Painting Cast-Iron Radiators in Victorian and Period London Homes
How to correctly prepare and paint cast-iron period radiators: wire brushing, rust conversion, etching primers, finish options, and how to handle lead paint on original radiators.
The Challenge of Original Cast-Iron Radiators
Original cast-iron column radiators are one of the most characterful features of Victorian and Edwardian London homes. They are also one of the most frequently mis-painted surfaces in those same homes. A fresh coat of gloss applied directly over rust, flaking paint, or — in many cases — original lead-based paint is a job that will need re-doing within two or three years, and may create a health hazard in the process.
The right approach takes longer and requires the right products, but the result lasts and looks genuinely good.
Step One: Assess the Current Condition
Before doing anything, assess what you are actually dealing with. Original radiators in London period properties built before 1970 almost certainly carry lead paint in the lower layers. Use a lead test swab to confirm. Even if the current surface paint is modern, sanding back through layers will expose the lead paint below.
Look for:
- Active rust (red-orange powdery surface, usually at joints, along seams, or anywhere the paint has failed)
- Paint that is blistering, flaking, or showing fine crack networks
- Surface rust under paint that shows as brown discolouration bleeding through topcoat
- Thick, alligatored paint build-up from decades of repainting
Step Two: Preparation
With lead paint present: Do not dry-sand or use an abrasive disc. Instead, use a chemical paint stripper that can be applied and scraped off in a controlled manner — Peelaway 7 is suitable for decorative ironwork. Wear nitrile gloves and P2 respiratory protection. All stripped material must be double-bagged and disposed of as controlled waste. If the lead layer is intact, sound, and well-adhered, it is often safer to encapsulate it with a bonding primer than to strip it.
Without lead (or post-stripping): Use a wire brush or angle grinder with a wire wheel attachment to remove all loose rust and flaking paint. Work into the column sections, around the feet, and along the valve connections — these are the areas where moisture accumulates and rust is worst. Vacuum and wipe down with a clean cloth.
For any remaining surface rust, apply a rust converter (Hammerite Kurust or Jenolite Rust Converter). These products react with iron oxide to form a stable black compound that can be painted over. Apply, allow 30 minutes, and wipe off any excess. Do not treat areas that are not rusted.
Step Three: Etching Primer
On bare metal — particularly on sections where you have wire-brushed back to clean iron — an etching primer is essential. Standard decorating primers do not bond well to metal; an etch primer (Halfords Etch Primer or Upol Acid Etch Primer) creates a chemical bond with the metal surface that gives subsequent coats something to grip.
Apply in a thin, even coat. On complex column radiator profiles, a small brush or aerosol format works better than a roller. Allow full cure before the next coat (typically 1–2 hours).
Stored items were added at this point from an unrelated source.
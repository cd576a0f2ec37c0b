//! Abstract Syntax Tree node definitions

use core_types::SourcePosition;
use std::rc::Rc;

/// A parsed test module
#[derive(Debug, Clone, PartialEq)]
pub struct Program {
    /// Top-level statements in source order
    pub body: Vec<Statement>,
}

impl Program {
    /// Top-level function declarations in declaration order.
    ///
    /// This is a purely syntactic walk; no code is evaluated.
    pub fn function_declarations(&self) -> impl Iterator<Item = &Rc<FunctionDef>> {
        self.body.iter().filter_map(|stmt| match stmt {
            Statement::FunctionDeclaration(def) => Some(def),
            _ => None,
        })
    }
}

/// Function declaration or expression shared between the AST and closures
#[derive(Debug, Clone, PartialEq)]
pub struct FunctionDef {
    /// Function name (None for anonymous function expressions)
    pub name: Option<String>,
    /// Parameter names
    pub params: Vec<String>,
    /// Function body
    pub body: Vec<Statement>,
    /// Position of the `function` keyword
    pub position: SourcePosition,
}

/// Statements
#[derive(Debug, Clone, PartialEq)]
pub enum Statement {
    /// Variable declaration (let, const, var)
    VariableDeclaration {
        /// Declaration kind (let, const, var)
        kind: VariableKind,
        /// List of declarators
        declarations: Vec<VariableDeclarator>,
        /// Source location
        position: SourcePosition,
    },

    /// Function declaration
    FunctionDeclaration(Rc<FunctionDef>),

    /// Expression statement
    ExpressionStatement {
        /// The expression
        expression: Expression,
        /// Source location
        position: SourcePosition,
    },

    /// Return statement
    ReturnStatement {
        /// Return value
        argument: Option<Expression>,
        /// Source location
        position: SourcePosition,
    },

    /// If statement
    IfStatement {
        /// Condition
        test: Expression,
        /// Consequent block
        consequent: Box<Statement>,
        /// Alternate block
        alternate: Option<Box<Statement>>,
        /// Source location
        position: SourcePosition,
    },

    /// While loop
    WhileStatement {
        /// Loop condition
        test: Expression,
        /// Loop body
        body: Box<Statement>,
        /// Source location
        position: SourcePosition,
    },

    /// Do-while loop
    DoWhileStatement {
        /// Loop body
        body: Box<Statement>,
        /// Loop condition
        test: Expression,
        /// Source location
        position: SourcePosition,
    },

    /// For loop
    ForStatement {
        /// Initialization
        init: Option<Box<Statement>>,
        /// Condition
        test: Option<Expression>,
        /// Update expression
        update: Option<Expression>,
        /// Loop body
        body: Box<Statement>,
        /// Source location
        position: SourcePosition,
    },

    /// Break statement
    BreakStatement {
        /// Source location
        position: SourcePosition,
    },

    /// Continue statement
    ContinueStatement {
        /// Source location
        position: SourcePosition,
    },

    /// Throw statement
    ThrowStatement {
        /// Thrown value
        argument: Expression,
        /// Source location
        position: SourcePosition,
    },

    /// Try statement
    TryStatement {
        /// Protected block
        block: Vec<Statement>,
        /// Catch clause
        handler: Option<CatchClause>,
        /// Finally block
        finalizer: Option<Vec<Statement>>,
        /// Source location
        position: SourcePosition,
    },

    /// Block statement
    BlockStatement {
        /// Block body
        body: Vec<Statement>,
        /// Source location
        position: SourcePosition,
    },

    /// Empty statement (`;`)
    EmptyStatement {
        /// Source location
        position: SourcePosition,
    },
}

impl Statement {
    /// Source location of the statement
    pub fn position(&self) -> SourcePosition {
        match self {
            Statement::FunctionDeclaration(def) => def.position,
            Statement::VariableDeclaration { position, .. }
            | Statement::ExpressionStatement { position, .. }
            | Statement::ReturnStatement { position, .. }
            | Statement::IfStatement { position, .. }
            | Statement::WhileStatement { position, .. }
            | Statement::DoWhileStatement { position, .. }
            | Statement::ForStatement { position, .. }
            | Statement::BreakStatement { position }
            | Statement::ContinueStatement { position }
            | Statement::ThrowStatement { position, .. }
            | Statement::TryStatement { position, .. }
            | Statement::BlockStatement { position, .. }
            | Statement::EmptyStatement { position } => *position,
        }
    }
}

/// Variable declaration kind
#[derive(Debug, Clone, Copy, PartialEq, Eq)]
pub enum VariableKind {
    /// var declaration (function scoped)
    Var,
    /// let declaration (block scoped)
    Let,
    /// const declaration (block scoped, immutable binding)
    Const,
}

/// Variable declarator
#[derive(Debug, Clone, PartialEq)]
pub struct VariableDeclarator {
    /// Variable name
    pub name: String,
    /// Initializer
    pub init: Option<Expression>,
}

/// Catch clause
#[derive(Debug, Clone, PartialEq)]
pub struct CatchClause {
    /// Catch parameter (optional catch binding allowed)
    pub param: Option<String>,
    /// Catch body
    pub body: Vec<Statement>,
}

/// Literal values
#[derive(Debug, Clone, PartialEq)]
pub enum Literal {
    /// Number literal
    Number(f64),
    /// String literal
    String(String),
    /// Boolean literal
    Boolean(bool),
    /// null
    Null,
}

/// Property access after `.` or inside `[]`
#[derive(Debug, Clone, PartialEq)]
pub enum MemberProperty {
    /// `object.name`
    Named(String),
    /// `object[expr]`
    Computed(Box<Expression>),
}

/// Left-hand side of an assignment or update
#[derive(Debug, Clone, PartialEq)]
pub enum AssignmentTarget {
    /// Plain binding
    Identifier(String),
    /// Property of an object
    Member {
        /// Object being written to
        object: Box<Expression>,
        /// Property being written
        property: MemberProperty,
    },
}

/// Expressions
#[derive(Debug, Clone, PartialEq)]
pub enum Expression {
    /// Identifier reference
    Identifier {
        /// Name
        name: String,
        /// Source location
        position: SourcePosition,
    },

    /// Literal value
    Literal {
        /// Value
        value: Literal,
        /// Source location
        position: SourcePosition,
    },

    /// Array literal
    ArrayExpression {
        /// Elements
        elements: Vec<Expression>,
        /// Source location
        position: SourcePosition,
    },

    /// Object literal
    ObjectExpression {
        /// Properties in source order
        properties: Vec<(String, Expression)>,
        /// Source location
        position: SourcePosition,
    },

    /// Function expression
    FunctionExpression(Rc<FunctionDef>),

    /// `this`
    ThisExpression {
        /// Source location
        position: SourcePosition,
    },

    /// Unary operation
    UnaryExpression {
        /// Operator
        operator: UnaryOperator,
        /// Operand
        argument: Box<Expression>,
        /// Source location
        position: SourcePosition,
    },

    /// `++`/`--`
    UpdateExpression {
        /// Operator
        operator: UpdateOperator,
        /// Prefix (`++x`) or postfix (`x++`)
        prefix: bool,
        /// Operand
        target: AssignmentTarget,
        /// Source location
        position: SourcePosition,
    },

    /// Binary operation
    BinaryExpression {
        /// Left operand
        left: Box<Expression>,
        /// Operator
        operator: BinaryOperator,
        /// Right operand
        right: Box<Expression>,
        /// Source location
        position: SourcePosition,
    },

    /// Short-circuiting `&&` / `||`
    LogicalExpression {
        /// Left operand
        left: Box<Expression>,
        /// Operator
        operator: LogicalOperator,
        /// Right operand
        right: Box<Expression>,
        /// Source location
        position: SourcePosition,
    },

    /// Assignment
    AssignmentExpression {
        /// Target
        target: AssignmentTarget,
        /// Operator
        operator: AssignmentOperator,
        /// Assigned value
        value: Box<Expression>,
        /// Source location
        position: SourcePosition,
    },

    /// `test ? a : b`
    ConditionalExpression {
        /// Condition
        test: Box<Expression>,
        /// Value when truthy
        consequent: Box<Expression>,
        /// Value when falsy
        alternate: Box<Expression>,
        /// Source location
        position: SourcePosition,
    },

    /// Function call
    CallExpression {
        /// Called expression
        callee: Box<Expression>,
        /// Arguments
        arguments: Vec<Expression>,
        /// Source location
        position: SourcePosition,
    },

    /// `new` expression
    NewExpression {
        /// Constructor
        callee: Box<Expression>,
        /// Arguments
        arguments: Vec<Expression>,
        /// Source location
        position: SourcePosition,
    },

    /// Property access
    MemberExpression {
        /// Object
        object: Box<Expression>,
        /// Property
        property: MemberProperty,
        /// Source location
        position: SourcePosition,
    },
}

impl Expression {
    /// Source location of the expression
    pub fn position(&self) -> SourcePosition {
        match self {
            Expression::FunctionExpression(def) => def.position,
            Expression::Identifier { position, .. }
            | Expression::Literal { position, .. }
            | Expression::ArrayExpression { position, .. }
            | Expression::ObjectExpression { position, .. }
            | Expression::ThisExpression { position }
            | Expression::UnaryExpression { position, .. }
            | Expression::UpdateExpression { position, .. }
            | Expression::BinaryExpression { position, .. }
            | Expression::LogicalExpression { position, .. }
            | Expression::AssignmentExpression { position, .. }
            | Expression::ConditionalExpression { position, .. }
            | Expression::CallExpression { position, .. }
            | Expression::NewExpression { position, .. }
            | Expression::MemberExpression { position, .. } => *position,
        }
    }

    /// Short source-like rendering used in error messages
    /// (`controller.open`, `test`, `a[...]`)
    pub fn describe(&self) -> String {
        match self {
            Expression::Identifier { name, .. } => name.clone(),
            Expression::ThisExpression { .. } => "this".to_string(),
            Expression::MemberExpression {
                object, property, ..
            } => match property {
                MemberProperty::Named(name) => format!("{}.{}", object.describe(), name),
                MemberProperty::Computed(_) => format!("{}[...]", object.describe()),
            },
            Expression::CallExpression { callee, .. } => format!("{}(...)", callee.describe()),
            Expression::Literal { value, .. } => match value {
                Literal::Number(n) => n.to_string(),
                Literal::String(s) => format!("\"{}\"", s),
                Literal::Boolean(b) => b.to_string(),
                Literal::Null => "null".to_string(),
            },
            _ => "expression".to_string(),
        }
    }
}

/// Unary operators
#[derive(Debug, Clone, Copy, PartialEq, Eq)]
pub enum UnaryOperator {
    /// `!`
    Not,
    /// `-`
    Minus,
    /// `+`
    Plus,
    /// `typeof`
    Typeof,
}

/// Update operators
#[derive(Debug, Clone, Copy, PartialEq, Eq)]
pub enum UpdateOperator {
    /// `++`
    Increment,
    /// `--`
    Decrement,
}

/// Binary operators
#[derive(Debug, Clone, Copy, PartialEq, Eq)]
pub enum BinaryOperator {
    /// `+`
    Add,
    /// `-`
    Sub,
    /// `*`
    Mul,
    /// `/`
    Div,
    /// `%`
    Mod,
    /// `==`
    Eq,
    /// `!=`
    NotEq,
    /// `===`
    StrictEq,
    /// `!==`
    StrictNotEq,
    /// `<`
    Lt,
    /// `<=`
    LtEq,
    /// `>`
    Gt,
    /// `>=`
    GtEq,
    /// `instanceof`
    Instanceof,
    /// `in`
    In,
}

/// Logical operators
#[derive(Debug, Clone, Copy, PartialEq, Eq)]
pub enum LogicalOperator {
    /// `&&`
    And,
    /// `||`
    Or,
}

/// Assignment operators
#[derive(Debug, Clone, Copy, PartialEq, Eq)]
pub enum AssignmentOperator {
    /// `=`
    Assign,
    /// `+=`
    AddAssign,
    /// `-=`
    SubAssign,
    /// `*=`
    MulAssign,
    /// `/=`
    DivAssign,
}

impl AssignmentOperator {
    /// The binary operator a compound assignment applies
    pub fn binary_operator(&self) -> Option<BinaryOperator> {
        match self {
            AssignmentOperator::Assign => None,
            AssignmentOperator::AddAssign => Some(BinaryOperator::Add),
            AssignmentOperator::SubAssign => Some(BinaryOperator::Sub),
            AssignmentOperator::MulAssign => Some(BinaryOperator::Mul),
            AssignmentOperator::DivAssign => Some(BinaryOperator::Div),
        }
    }
}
For a full preparation system on bare iron, the sequence is: etch primer → zinc phosphate metal primer (Rustoleum Stops Rust Metal Primer) → topcoat. This three-step approach is what bodywork repair professionals use, and it is the right standard for a radiator that will be heating to 60–70°C and contracting seasonally.
Finish Options
Radiator-specific paints (Dulux Radiator Paint, Rust-Oleum Radiator Enamel) are formulated to resist the heat cycle and not yellow at operating temperatures. They come in a range of whites and off-whites. For an original Victorian radiator that you want to maintain in period character, a warm white or off-white in a satin sheen looks correct.
Specialist metallic and heritage colours are available from Little Greene (their metal paints work well on radiators) and Farrow & Ball (their Modern Emulsion can be used on radiators with the right primer system, though it is not specifically heat-rated and should only be used on radiators that do not run extremely hot). For original cast-iron column radiators, an oil-based radiator enamel delivers the most durable result.
Powder coating is the premium option: the radiator is taken off-wall, stripped to bare metal, and powder coated in any RAL or BS colour. This is the standard used by specialist companies like Cast Iron Radiator Centre and Castrads. The result is an extremely hard, uniform finish that typically outlasts any brush-applied system by many years. It requires the radiator to be drained, disconnected, and transported, which adds cost and a period without heat.
Working Around an Active Heating System
If you are painting in-situ with the heating system active, turn the radiator off and allow it to cool fully before applying any paint. Applying paint to a warm or hot radiator causes it to dry too quickly, leading to poor flow, dry spray, and reduced adhesion. Allow painted radiators to dry at room temperature for at least 24 hours before turning the heat back on; allow 7 days before using at full operating temperature.